Print the listing that follows, character for character.

Data records below:

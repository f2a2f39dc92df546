use anyhow::Result;
use colored::Colorize;
use influx_logging::config::{self, mask_secret, Config, PointStyleKind};
use std::path::Path;
use tracing::info;

/// Execute the config show command
///
/// Displays the current configuration with the token masked
pub fn show(path: &Path) -> Result<()> {
    println!("{}", "Loading configuration...".yellow());
    info!(path = %path.display(), "Loading configuration for display");

    let cfg = config::load_config(path)?;
    let sanitized = sanitize_secrets(&cfg);

    println!("{}", "Current Configuration:".green().bold());
    println!();

    let toml_string = toml::to_string_pretty(&sanitized)?;
    println!("{}", toml_string);

    Ok(())
}

/// Execute the config validate command
pub fn validate(path: &Path) -> Result<()> {
    println!("{}", "Validating configuration...".yellow());
    info!(path = %path.display(), "Validating configuration file");

    let cfg = config::load_config(path)?;

    println!("{}", "✓ Configuration is valid".green());
    println!();
    for line in summary(&cfg) {
        println!("{}", line);
    }

    info!("Configuration validation successful");
    Ok(())
}

fn sanitize_secrets(cfg: &Config) -> Config {
    let mut sanitized = cfg.clone();
    sanitized.influxdb.token = mask_secret(&sanitized.influxdb.token);
    sanitized
}

fn summary(cfg: &Config) -> Vec<String> {
    let style = match cfg.writer.style {
        PointStyleKind::Structured => "structured".to_string(),
        PointStyleKind::Prefixed => format!(
            "prefixed (bot={}, shard={})",
            cfg.writer.bot.as_deref().unwrap_or("-"),
            cfg.writer.shard_id.as_deref().unwrap_or("-")
        ),
    };

    vec![
        "Summary:".bold().to_string(),
        format!("  InfluxDB: {}", cfg.influxdb.url),
        format!("  Org / Bucket: {} / {}", cfg.influxdb.org, cfg.influxdb.bucket),
        format!("  Measurement: {}", cfg.influxdb.measurement),
        format!(
            "  Writer: batch {} / every {} ms, {}",
            cfg.writer.batch_size, cfg.writer.flush_interval_ms, style
        ),
    ]
}
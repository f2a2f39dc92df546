//! Command implementations for the CLI
//!
//! - logs: recent / range / query
//! - config: configuration display and validation

pub mod config;
pub mod logs;
use anyhow::Result;
use clap::Parser;
use std::path::Path;

mod cli;
mod commands;

use cli::{Commands, ConfigCommands};
use influx_logging::config::{load_config, Config};
use influx_logging::init_tracing;

#[tokio::main]
async fn main() -> Result<()> {
    let args = cli::Cli::parse();

    match args.command {
        Commands::Recent { limit, filter, output } => {
            let cfg = load(&args.config)?;
            commands::logs::recent(&cfg, limit, &filter, output.format).await?;
        }
        Commands::Range {
            start,
            end,
            filter,
            output,
        } => {
            let cfg = load(&args.config)?;
            commands::logs::range(&cfg, &start, end.as_deref(), &filter, output.format).await?;
        }
        Commands::Query { flux, output } => {
            let cfg = load(&args.config)?;
            commands::logs::query(&cfg, &flux, output.format).await?;
        }
        Commands::Config { action } => {
            init_tracing("info", "text");
            match action {
                ConfigCommands::Show => commands::config::show(&args.config)?,
                ConfigCommands::Validate => commands::config::validate(&args.config)?,
            }
        }
        Commands::Version => {
            println!("influx-logs v{}", env!("CARGO_PKG_VERSION"));
        }
    }

    Ok(())
}

/// Load configuration, then start console tracing as it asks
fn load(path: &Path) -> Result<Config> {
    let cfg = load_config(path)?;
    init_tracing(&cfg.logging.level, &cfg.logging.format);
    Ok(cfg)
}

End of Data records.

**Answer section:**
repository f2a2f39dc92df546
use anyhow::Result;
use colored::Colorize;
use influx_logging::config::{self, mask_secret, Config, PointStyleKind};
use std::path::Path;
use tracing::info;

/// Execute the config show command
///
/// Displays the current configuration with the token masked
pub fn show(path: &Path) -> Result<()> {
    println!("{}", "Loading configuration...".yellow());
    info!(path = %path.display(), "Loading configuration for display");

    let cfg = config::load_config(path)?;
    let sanitized = sanitize_secrets(&cfg);

    println!("{}", "Current Configuration:".green().bold());
    println!();

    let toml_string = toml::to_string_pretty(&sanitized)?;
    println!("{}", toml_string);

    Ok(())
}

/// Execute the config validate command
pub fn validate(path: &Path) -> Result<()> {
    println!("{}", "Validating configuration...".yellow());
    info!(path = %path.display(), "Validating configuration file");

    let cfg = config::load_config(path)?;

    println!("{}", "✓ Configuration is valid".green());
    println!();
    for line in summary(&cfg) {
        println!("{}", line);
    }

    info!("Configuration validation successful");
    Ok(())
}

fn sanitize_secrets(cfg: &Config) -> Config {
    let mut sanitized = cfg.clone();
    sanitized.influxdb.token = mask_secret(&sanitized.influxdb.token);
    sanitized
}

fn summary(cfg: &Config) -> Vec<String> {
    let style = match cfg.writer.style {
        PointStyleKind::Structured => "structured".to_string(),
        PointStyleKind::Prefixed => format!(
            "prefixed (bot={}, shard={})",
            cfg.writer.bot.as_deref().unwrap_or("-"),
            cfg.writer.shard_id.as_deref().unwrap_or("-")
        ),
    };

    vec![
        "Summary:".bold().to_string(),
        format!("  InfluxDB: {}", cfg.influxdb.url),
        format!("  Org / Bucket: {} / {}", cfg.influxdb.org, cfg.influxdb.bucket),
        format!("  Measurement: {}", cfg.influxdb.measurement),
        format!(
            "  Writer: batch {} / every {} ms, {}",
            cfg.writer.batch_size, cfg.writer.flush_interval_ms, style
        ),
    ]
}
repository f2a2f39dc92df546
//! Command implementations for the CLI
//!
//! - logs: recent / range / query
//! - config: configuration display and validation

pub mod config;
pub mod logs;
use anyhow::Result;
use clap::Parser;
use std::path::Path;

mod cli;
mod commands;

use cli::{Commands, ConfigCommands};
use influx_logging::config::{load_config, Config};
use influx_logging::init_tracing;

#[tokio::main]
async fn main() -> Result<()> {
    let args = cli::Cli::parse();

    match args.command {
        Commands::Recent { limit, filter, output } => {
            let cfg = load(&args.config)?;
            commands::logs::recent(&cfg, limit, &filter, output.format).await?;
        }
        Commands::Range {
            start,
            end,
            filter,
            output,
        } => {
            let cfg = load(&args.config)?;
            commands::logs::range(&cfg, &start, end.as_deref(), &filter, output.format).await?;
        }
        Commands::Query { flux, output } => {
            let cfg = load(&args.config)?;
            commands::logs::query(&cfg, &flux, output.format).await?;
        }
        Commands::Config { action } => {
            init_tracing("info", "text");
            match action {
                ConfigCommands::Show => commands::config::show(&args.config)?,
                ConfigCommands::Validate => commands::config::validate(&args.config)?,
            }
        }
        Commands::Version => {
            println!("influx-logs v{}", env!("CARGO_PKG_VERSION"));
        }
    }

    Ok(())
}

/// Load configuration, then start console tracing as it asks
fn load(path: &Path) -> Result<Config> {
    let cfg = load_config(path)?;
    init_tracing(&cfg.logging.level, &cfg.logging.format);
    Ok(cfg)
}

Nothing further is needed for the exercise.